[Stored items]
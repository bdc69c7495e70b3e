//! Wire messages and the bounded bincode codec.
//!
//! Every datagram carries exactly one [`Packet`]: either a request or a
//! response, tagged with the `u64` token that correlates them. Tokens are
//! chosen by the requester; a responder echoes the token back unchanged.
//!
//! All four request kinds carry the sender's identifier so the receiver can
//! refresh its routing table before answering.

use std::net::SocketAddr;

use bincode::Options;
use serde::{Deserialize, Serialize, de::DeserializeOwned};

use crate::id::{Contact, Id};

/// Maximum size of a stored value (32 KiB).
///
/// A value must fit in a single datagram together with the packet envelope.
pub const MAX_VALUE_SIZE: usize = 32 * 1024;

/// Upper bound on a whole encoded packet, and the receive buffer size.
pub const MAX_PACKET_SIZE: usize = 64 * 1024;

/// Contacts past this count in a single response are discarded.
pub const MAX_CONTACTS_PER_RESPONSE: usize = 64;

fn bincode_options() -> impl Options {
    bincode::DefaultOptions::new()
        .with_limit(MAX_PACKET_SIZE as u64)
        .with_fixint_encoding()
}

pub fn serialize_packet(packet: &Packet) -> Result<Vec<u8>, bincode::Error> {
    bincode_options().serialize(packet)
}

/// Deserialize with the size limit enforced; use this instead of raw
/// `bincode::deserialize` for anything that arrived off the wire.
pub fn deserialize_packet(bytes: &[u8]) -> Result<Packet, bincode::Error> {
    deserialize_bounded(bytes)
}

pub fn deserialize_bounded<T: DeserializeOwned>(bytes: &[u8]) -> Result<T, bincode::Error> {
    bincode_options().deserialize(bytes)
}

/// A contact as it appears on the wire: identifier and address only.
///
/// The local `last_seen` timestamp never crosses the network.
#[derive(Clone, Copy, Debug, PartialEq, Eq, Serialize, Deserialize)]
pub struct PeerInfo {
    pub id: Id,
    pub addr: SocketAddr,
}

impl PeerInfo {
    pub fn into_contact(self) -> Contact {
        Contact::new(self.id, self.addr)
    }
}

impl From<&Contact> for PeerInfo {
    fn from(contact: &Contact) -> Self {
        Self {
            id: contact.id,
            addr: contact.addr,
        }
    }
}

#[derive(Clone, Debug, PartialEq, Eq, Serialize, Deserialize)]
pub enum Request {
    Ping {
        sender_id: Id,
        nonce: u64,
    },
    Store {
        sender_id: Id,
        key: Id,
        value: Vec<u8>,
    },
    FindContact {
        sender_id: Id,
        target: Id,
    },
    FindValue {
        sender_id: Id,
        target: Id,
    },
}

impl Request {
    pub fn sender_id(&self) -> Id {
        match self {
            Request::Ping { sender_id, .. } => *sender_id,
            Request::Store { sender_id, .. } => *sender_id,
            Request::FindContact { sender_id, .. } => *sender_id,
            Request::FindValue { sender_id, .. } => *sender_id,
        }
    }

    /// Short label for logs.
    pub fn kind(&self) -> &'static str {
        match self {
            Request::Ping { .. } => "ping",
            Request::Store { .. } => "store",
            Request::FindContact { .. } => "find_contact",
            Request::FindValue { .. } => "find_value",
        }
    }
}

#[derive(Clone, Debug, PartialEq, Eq, Serialize, Deserialize)]
pub enum Response {
    Pong {
        sender_id: Id,
        nonce: u64,
    },
    StoreOk {
        sender_id: Id,
        key: Id,
    },
    Contacts {
        sender_id: Id,
        contacts: Vec<PeerInfo>,
    },
    FoundValue {
        sender_id: Id,
        value: Vec<u8>,
        contacts: Vec<PeerInfo>,
    },
}

impl Response {
    pub fn sender_id(&self) -> Id {
        match self {
            Response::Pong { sender_id, .. } => *sender_id,
            Response::StoreOk { sender_id, .. } => *sender_id,
            Response::Contacts { sender_id, .. } => *sender_id,
            Response::FoundValue { sender_id, .. } => *sender_id,
        }
    }
}

/// The envelope written to the wire.
#[derive(Clone, Debug, PartialEq, Eq, Serialize, Deserialize)]
pub enum Packet {
    Request { token: u64, request: Request },
    Response { token: u64, response: Response },
}

#[cfg(test)]
mod tests {
    use super::*;

    #[test]
    fn packet_round_trip_preserves_token_and_fields() {
        let packet = Packet::Request {
            token: 0xDEAD_BEEF,
            request: Request::FindValue {
                sender_id: Id::hash(b"sender"),
                target: Id::hash(b"target"),
            },
        };

        let bytes = serialize_packet(&packet).unwrap();
        let decoded = deserialize_packet(&bytes).unwrap();

        match decoded {
            Packet::Request { token, request } => {
                assert_eq!(token, 0xDEAD_BEEF);
                assert_eq!(request.sender_id(), Id::hash(b"sender"));
            }
            other => panic!("decoded wrong variant: {other:?}"),
        }
    }

    #[test]
    fn oversized_packet_is_rejected() {
        let packet = Packet::Request {
            token: 1,
            request: Request::Store {
                sender_id: Id::hash(b"sender"),
                key: Id::hash(b"key"),
                value: vec![0u8; MAX_PACKET_SIZE],
            },
        };
        assert!(serialize_packet(&packet).is_err());
    }

    #[test]
    fn garbage_input_is_rejected() {
        assert!(deserialize_packet(&[0xFF, 0x13, 0x37]).is_err());
    }

    #[test]
    fn value_response_round_trip() {
        let peer = PeerInfo {
            id: Id::hash(b"peer"),
            addr: "10.0.0.1:7000".parse().unwrap(),
        };
        let packet = Packet::Response {
            token: 7,
            response: Response::FoundValue {
                sender_id: Id::hash(b"peer"),
                value: b"payload".to_vec(),
                contacts: vec![peer],
            },
        };

        let bytes = serialize_packet(&packet).unwrap();
        match deserialize_packet(&bytes).unwrap() {
            Packet::Response {
                response: Response::FoundValue { value, contacts, .. },
                ..
            } => {
                assert_eq!(value, b"payload");
                assert_eq!(contacts.len(), 1);
                assert_eq!(contacts[0].addr, "10.0.0.1:7000".parse().unwrap());
            }
            other => panic!("decoded wrong variant: {other:?}"),
        }
    }
}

ASSIGNMENT
Your task is to count the lines of the records that contain "parse". Answer with only that number.

FINISHED EXERCISE
2